§ Entries shown:
//! Shared setup for rankd integration tests: a temp ledger, fake side
//! effects and an AppState whose event queue the test drains itself.

#![allow(dead_code)]

use rank_common::dispatch::{FakeAnnouncer, FakeRoleExecutor};
use rank_common::{
    ChannelId, CommunityId, CommunitySettings, DbLocation, Ledger, LevelCurve, LevelUpDispatcher,
    LevelingEngine, SettingsOverride, SettingsRegistry,
};
use rankd::events::ActivityEvent;
use rankd::metrics::RankMetrics;
use rankd::server::AppState;
use rankd::voice::{VoiceRoster, VoiceTicker};
use std::sync::Arc;
use tempfile::TempDir;
use tokio::sync::mpsc;

pub const GUILD: CommunityId = CommunityId(81384788765712384);
pub const QUIET_GUILD: CommunityId = CommunityId(175928847299117063);

pub struct Harness {
    _dir: TempDir,
    pub state: Arc<AppState>,
    pub roles: Arc<FakeRoleExecutor>,
    pub announcer: Arc<FakeAnnouncer>,
    pub events: mpsc::Receiver<ActivityEvent>,
}

impl Harness {
    pub fn ledger(&self) -> &Arc<Ledger> {
        self.state.engine.ledger()
    }

    pub fn ticker(&self) -> VoiceTicker {
        VoiceTicker::new(
            Arc::clone(&self.state.engine),
            Arc::clone(&self.state.dispatcher),
            Arc::clone(&self.state.roster),
            Arc::clone(&self.state.metrics),
        )
    }
}

/// Messages always grant 20 XP and never cool down. QUIET_GUILD grants
/// nothing for voice and ignores channel 13 and category 14.
pub fn test_settings() -> SettingsRegistry {
    let defaults = CommunitySettings {
        message_xp_min: 20,
        message_xp_max: 20,
        message_cooldown_secs: 0,
        ..CommunitySettings::default()
    };
    SettingsRegistry::new(defaults).with_override(
        QUIET_GUILD,
        &SettingsOverride {
            voice_xp_per_minute: Some(0),
            ignored_channels: Some(vec![ChannelId(13), ChannelId(14)]),
            ignored_voice_channels: Some(vec![ChannelId(77)]),
            message_cooldown_secs: Some(60),
            ..SettingsOverride::default()
        },
    )
}

pub async fn harness() -> Harness {
    harness_with_queue(64).await
}

pub async fn harness_with_queue(capacity: usize) -> Harness {
    let dir = tempfile::tempdir().unwrap();
    let ledger = Ledger::open(
        DbLocation::Custom(dir.path().join("ledger.db")),
        LevelCurve::default(),
    )
    .await
    .unwrap();
    let ledger = Arc::new(ledger);

    let roles = Arc::new(FakeRoleExecutor::new());
    let announcer = Arc::new(FakeAnnouncer::new());
    let engine = Arc::new(LevelingEngine::new(
        Arc::clone(&ledger),
        Arc::new(test_settings()),
    ));
    let dispatcher = Arc::new(LevelUpDispatcher::new(
        ledger,
        roles.clone(),
        announcer.clone(),
    ));

    let (tx, rx) = mpsc::channel(capacity);
    let state = Arc::new(AppState::new(
        engine,
        dispatcher,
        Arc::new(VoiceRoster::new()),
        Arc::new(RankMetrics::new().unwrap()),
        tx,
    ));

    Harness {
        _dir: dir,
        state,
        roles,
        announcer,
        events: rx,
    }
}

§ Your objective:
Where does the string "events" appear in the records above? Show every line that holds it.

§ Reply to the exercise:
use rankd::events::ActivityEvent;
    pub events: mpsc::Receiver<ActivityEvent>,
        events: rx,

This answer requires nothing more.